= WHAT THIS TASK INVOLVES =
List every line below containing "false".

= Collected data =
//! Configuration management with layered loading
//!
//! Precedence (lowest to highest):
//! 1. Compiled defaults
//! 2. Config file: `$XDG_CONFIG_HOME/archtree/archtree.toml`, or an explicit path
//! 3. Environment variables: `ARCHTREE_SEPARATOR`, `ARCHTREE_SHOW_IDS`,
//!    `ARCHTREE_DEFAULT_LISTING`

use std::path::{Path, PathBuf};

use config::{Config, ConfigError, Environment};
use directories::ProjectDirs;
use serde::{Deserialize, Serialize};
use tracing::debug;

use crate::application::ApplicationError;
use crate::domain::DEFAULT_SEPARATOR;

/// Unified configuration for archtree.
#[derive(Debug, Clone, Serialize, Deserialize, PartialEq, Eq)]
#[serde(default)]
pub struct Settings {
    /// Segment separator of listing entries (default: `\`)
    pub separator: char,
    /// Show node ids when rendering trees
    pub show_ids: bool,
    /// Listing used when a command gets none
    pub default_listing: Option<PathBuf>,
}

impl Default for Settings {
    fn default() -> Self {
        Self {
            separator: DEFAULT_SEPARATOR,
            show_ids: false,
            default_listing: None,
        }
    }
}

/// Raw settings for intermediate parsing (`None` means "not specified").
#[derive(Debug, Clone, Deserialize, Default)]
#[serde(default)]
pub struct RawSettings {
    pub separator: Option<String>,
    pub show_ids: Option<bool>,
    pub default_listing: Option<PathBuf>,
}

/// Get the XDG config directory for archtree.
pub fn global_config_dir() -> Option<PathBuf> {
    ProjectDirs::from("", "", "archtree").map(|dirs| dirs.config_dir().to_path_buf())
}

/// Get the path to the global config file.
pub fn global_config_path() -> Option<PathBuf> {
    global_config_dir().map(|dir| dir.join("archtree.toml"))
}

/// Load a TOML file into RawSettings for manual merging.
fn load_raw_settings(path: &Path) -> Result<RawSettings, ApplicationError> {
    let content = std::fs::read_to_string(path).map_err(|e| ApplicationError::Config {
        message: format!("read {}: {}", path.display(), e),
    })?;
    toml::from_str(&content).map_err(|e| ApplicationError::Config {
        message: format!("parse {}: {}", path.display(), e),
    })
}

/// A separator must be exactly one character.
fn parse_separator(value: &str) -> Result<char, ApplicationError> {
    let mut chars = value.chars();
    match (chars.next(), chars.next()) {
        (Some(c), None) => Ok(c),
        _ => Err(ApplicationError::Config {
            message: format!("separator must be a single character, got {:?}", value),
        }),
    }
}

fn config_err(e: ConfigError) -> ApplicationError {
    ApplicationError::Config {
        message: e.to_string(),
    }
}

impl Settings {
    /// Overlay wins where it specifies a value.
    fn merge_with(&self, overlay: &RawSettings) -> Result<Self, ApplicationError> {
        Ok(Self {
            separator: overlay
                .separator
                .as_deref()
                .map(parse_separator)
                .transpose()?
                .unwrap_or(self.separator),
            show_ids: overlay.show_ids.unwrap_or(self.show_ids),
            default_listing: overlay
                .default_listing
                .clone()
                .or_else(|| self.default_listing.clone()),
        })
    }

    /// Expand `~`, `$VAR` and `${VAR}` in the default listing path.
    fn expand_paths(&mut self) -> Result<(), ApplicationError> {
        if let Some(listing) = self.default_listing.take() {
            let raw = listing.to_string_lossy().into_owned();
            let expanded = shellexpand::full(&raw)
                .map_err(|e| ApplicationError::Config {
                    message: format!("expand {}: {}", raw, e),
                })?
                .into_owned();
            self.default_listing = Some(PathBuf::from(expanded));
        }
        Ok(())
    }

    /// Load settings with layered precedence.
    ///
    /// # Arguments
    /// * `config_file` - Explicit config file; replaces the global one. Must exist.
    pub fn load(config_file: Option<&Path>) -> Result<Self, ApplicationError> {
        let mut current = Self::default();

        match config_file {
            Some(path) => {
                if !path.is_file() {
                    return Err(ApplicationError::Config {
                        message: format!("config file not found: {}", path.display()),
                    });
                }
                current = current.merge_with(&load_raw_settings(path)?)?;
            }
            None => {
                if let Some(global_path) = global_config_path() {
                    if global_path.exists() {
                        debug!("loading global config {}", global_path.display());
                        current = current.merge_with(&load_raw_settings(&global_path)?)?;
                    }
                }
            }
        }

        current = Self::apply_env_overrides(current)?;
        current.expand_paths()?;

        Ok(current)
    }

    /// Apply ARCHTREE_* environment variables as explicit overrides.
    ///
    /// The prefix is joined with a single `_`; `__` only separates nested keys.
    fn apply_env_overrides(mut settings: Self) -> Result<Self, ApplicationError> {
        // Use config crate just for env var parsing
        let config = Config::builder()
            .add_source(
                Environment::with_prefix("ARCHTREE")
                    .prefix_separator("_")
                    .separator("__"),
            )
            .build()
            .map_err(config_err)?;

        if let Ok(val) = config.get_string("separator") {
            settings.separator = parse_separator(&val)?;
        }
        if let Ok(val) = config.get_bool("show_ids") {
            settings.show_ids = val;
        }
        if let Ok(val) = config.get_string("default_listing") {
            settings.default_listing = Some(PathBuf::from(val));
        }

        Ok(settings)
    }

    /// Render as TOML for display.
    pub fn to_toml(&self) -> Result<String, ApplicationError> {
        toml::to_string_pretty(self).map_err(|e| ApplicationError::Config {
            message: e.to_string(),
        })
    }
}
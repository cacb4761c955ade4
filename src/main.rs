use std::process;

use archtree::cli::output;
use archtree::cli::{execute_command, Cli};
use archtree::exitcode;
use clap::Parser;
use tracing::level_filters::LevelFilter;
use tracing_subscriber::fmt::format::FmtSpan;
use tracing_subscriber::layer::SubscriberExt;
use tracing_subscriber::util::SubscriberInitExt;
use tracing_subscriber::{fmt, Layer};

fn main() {
    let cli = Cli::parse();

    setup_logging(cli.debug);

    match execute_command(&cli) {
        Ok(()) => process::exit(exitcode::OK),
        Err(e) => {
            output::error(&e);
            process::exit(e.exit_code());
        }
    }
}

fn setup_logging(verbosity: u8) {
    let filter = match verbosity {
        0 => LevelFilter::WARN,
        1 => LevelFilter::INFO,
        2 => LevelFilter::DEBUG,
        3 => LevelFilter::TRACE,
        _ => {
            eprintln!("Don't be crazy, max is -d -d -d");
            LevelFilter::TRACE
        }
    };

    // Formatted output directed to stderr
    let fmt_layer = fmt::layer()
        .with_writer(std::io::stderr)
        .with_target(true)
        .with_thread_names(false)
        .with_span_events(FmtSpan::CLOSE);

    tracing_subscriber::registry()
        .with(fmt_layer.with_filter(filter))
        .init();

    match filter {
        LevelFilter::INFO => tracing::info!("Debug mode: info"),
        LevelFilter::DEBUG => tracing::debug!("Debug mode: debug"),
        LevelFilter::TRACE => tracing::debug!("Debug mode: trace"),
        _ => {}
    }
}
//! Directory trees from flat archive listings.
//!
//! A listing is a sequence of composite paths such as
//! `d2data.mpq\data\global\items\flp2ax.dc6`, where the first segment names
//! the container archive. [`build_tree_from_path_list`] merges a listing into
//! one rooted [`Tree`]; [`split_container_path`] maps a file back to its
//! container and in-container path.
//!
//! ```
//! use archtree::{build_tree_with_separator, split_container_path};
//!
//! let tree = build_tree_with_separator(["a/x.txt", "a/y.txt", "b.txt"], '/');
//! let names: Vec<_> = tree.children(tree.root()).map(|(_, n)| n.name.as_str()).collect();
//! assert_eq!(names, ["a", "b.txt"]);
//!
//! let split = split_container_path("d2data.mpq/data/global/items/flp2ax.dc6").unwrap();
//! assert_eq!(split.container_id, "d2data.mpq");
//! ```

pub mod application;
pub mod cli;
pub mod config;
pub mod domain;
pub mod exitcode;
pub mod infrastructure;
pub mod tree_traits;
pub mod util;

pub use domain::{
    build_tree_from_path_list, build_tree_with_separator, split_container_path, ContainerPath,
    DomainError, DomainResult, NodeId, Tree, TreeBuilder, TreeNode,
};
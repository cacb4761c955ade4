use std::sync::Once;
use tracing::{debug, info};
use tracing_subscriber::{
    fmt::{self, format::FmtSpan},
    prelude::*,
    EnvFilter,
};

static TEST_SETUP: Once = Once::new();

/// Install the test logging subscriber once per process.
///
/// Honors `RUST_LOG`, defaulting to `debug`.
pub fn init_test_setup() {
    TEST_SETUP.call_once(|| {
        setup_test_logging();
        info!("Test Setup complete");
    });
}

fn setup_test_logging() {
    let env_filter = EnvFilter::try_from_default_env().unwrap_or_else(|_| EnvFilter::new("debug"));

    let subscriber = tracing_subscriber::registry().with(
        fmt::layer()
            .with_test_writer()
            .with_target(true)
            .with_thread_names(false)
            .with_span_events(FmtSpan::CLOSE)
            .with_filter(env_filter),
    );

    // Only set if we haven't already set a global subscriber
    if tracing::dispatcher::has_been_set() {
        debug!("Tracing subscriber already set");
    } else {
        subscriber.try_init().unwrap_or_else(|e| {
            eprintln!("Error: Failed to set up logging: {}", e);
        });
    }
}

#[cfg(test)]
mod tests {
    use super::*;

    #[test]
    fn test_init_test_setup() {
        init_test_setup();
        init_test_setup();
    }
}
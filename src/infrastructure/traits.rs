//! I/O boundary traits for testability
//!
//! These traits abstract external I/O operations, allowing services
//! to be tested with mock implementations.

use std::io::{self, Read};
use std::path::Path;

/// Filesystem abstraction for testability.
pub trait FileSystem: Send + Sync {
    /// Read file contents to string.
    fn read_to_string(&self, path: &Path) -> io::Result<String>;

    /// Check if path is a file.
    fn is_file(&self, path: &Path) -> bool;

    /// Read all of standard input.
    fn read_stdin(&self) -> io::Result<String>;
}

// ============================================================
// REAL IMPLEMENTATIONS
// ============================================================

/// Real filesystem implementation.
#[derive(Debug, Default)]
pub struct RealFileSystem;

impl FileSystem for RealFileSystem {
    fn read_to_string(&self, path: &Path) -> io::Result<String> {
        std::fs::read_to_string(path)
    }

    fn is_file(&self, path: &Path) -> bool {
        path.is_file()
    }

    fn read_stdin(&self) -> io::Result<String> {
        let mut buf = String::new();
        io::stdin().lock().read_to_string(&mut buf)?;
        Ok(buf)
    }
}
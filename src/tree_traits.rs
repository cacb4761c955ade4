use generational_arena::Index;
use termtree::Tree as TermTree;
use tracing::instrument;

use crate::domain::Tree;

/// How nodes are labelled when rendered.
#[derive(Debug, Clone, Copy, Default, PartialEq, Eq)]
pub struct RenderOptions {
    /// Prefix each label with `[id]`
    pub show_ids: bool,
}

pub trait TreeNodeConvert {
    fn to_tree_string(&self) -> TermTree<String> {
        self.to_tree_string_with(RenderOptions::default())
    }

    fn to_tree_string_with(&self, options: RenderOptions) -> TermTree<String>;
}

impl TreeNodeConvert for Tree {
    #[instrument(level = "debug", skip(self))]
    fn to_tree_string_with(&self, options: RenderOptions) -> TermTree<String> {
        fn label(tree: &Tree, idx: Index, options: RenderOptions) -> String {
            let Some(node) = tree.get(idx) else {
                return String::new();
            };
            let mut label = if options.show_ids {
                format!("[{}] {}", node.id, node.name)
            } else {
                node.name.clone()
            };
            // directories carry a trailing separator
            if !node.is_file {
                label.push(tree.separator());
            }
            label
        }

        fn build_tree(tree: &Tree, node_idx: Index, parent: &mut TermTree<String>, options: RenderOptions) {
            for (child_idx, _) in tree.children(node_idx) {
                let mut child = TermTree::new(label(tree, child_idx, options));
                build_tree(tree, child_idx, &mut child, options);
                parent.push(child);
            }
        }

        let mut rendered = TermTree::new(label(self, self.root(), options));
        build_tree(self, self.root(), &mut rendered, options);
        rendered
    }
}
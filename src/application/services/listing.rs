//! Listing service
//!
//! Reads archive listings (one composite path per line) and turns them into
//! trees. All file access goes through [`FileSystem`]; the tree builder
//! itself never touches I/O.

use std::fmt;
use std::path::{Path, PathBuf};
use std::sync::Arc;

use tracing::{debug, instrument};

use crate::application::{ApplicationError, ApplicationResult, ListingResultExt};
use crate::config::Settings;
use crate::domain::{build_tree_with_separator, ContainerPath, NodeId, Tree};
use crate::infrastructure::traits::FileSystem;

/// Where a listing comes from.
#[derive(Debug, Clone, PartialEq, Eq)]
pub enum ListingSource {
    Stdin,
    File(PathBuf),
}

impl ListingSource {
    /// Pick the source for a command.
    ///
    /// `-` means stdin. Without an argument the configured default listing is
    /// used, falling back to stdin.
    pub fn resolve(arg: Option<&Path>, default: Option<&Path>) -> Self {
        match arg.or(default) {
            Some(path) if path == Path::new("-") => Self::Stdin,
            Some(path) => Self::File(path.to_path_buf()),
            None => Self::Stdin,
        }
    }
}

impl fmt::Display for ListingSource {
    fn fmt(&self, f: &mut fmt::Formatter<'_>) -> fmt::Result {
        match self {
            Self::Stdin => write!(f, "<stdin>"),
            Self::File(path) => write!(f, "{}", path.display()),
        }
    }
}

/// Split listing content into entries.
///
/// Each line is one entry; a trailing `\r` is dropped. Blank lines are kept
/// and later ignored by the tree builder.
pub fn parse_listing(content: &str) -> Vec<String> {
    content
        .lines()
        .map(|line| line.strip_suffix('\r').unwrap_or(line).to_string())
        .collect()
}

/// Service for loading listings and building trees from them.
pub struct ListingService {
    fs: Arc<dyn FileSystem>,
    settings: Arc<Settings>,
}

impl ListingService {
    /// Create a new listing service.
    pub fn new(fs: Arc<dyn FileSystem>, settings: Arc<Settings>) -> Self {
        Self { fs, settings }
    }

    /// Read all entries of a listing.
    #[instrument(level = "debug", skip(self))]
    pub fn read_entries(&self, source: &ListingSource) -> ApplicationResult<Vec<String>> {
        let content = match source {
            ListingSource::Stdin => self.fs.read_stdin().with_listing_context(source)?,
            ListingSource::File(path) => {
                if !self.fs.is_file(path) {
                    return Err(ApplicationError::ListingNotFound(path.clone()));
                }
                self.fs.read_to_string(path).with_listing_context(source)?
            }
        };

        let entries = parse_listing(&content);
        debug!("read {} listing entries", entries.len());
        Ok(entries)
    }

    /// Build the tree for a listing using the configured separator.
    #[instrument(level = "debug", skip(self))]
    pub fn load_tree(&self, source: &ListingSource) -> ApplicationResult<Tree> {
        let entries = self.read_entries(source)?;
        Ok(build_tree_with_separator(&entries, self.settings.separator))
    }

    /// Container location of file node `id` in the listing's tree.
    #[instrument(level = "debug", skip(self))]
    pub fn resolve(&self, source: &ListingSource, id: NodeId) -> ApplicationResult<ContainerPath> {
        let tree = self.load_tree(source)?;
        Ok(tree.resolve(id)?)
    }
}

= TASK SOLUTION =
            show_ids: false,
        .with_thread_names(false)
            .with_thread_names(false)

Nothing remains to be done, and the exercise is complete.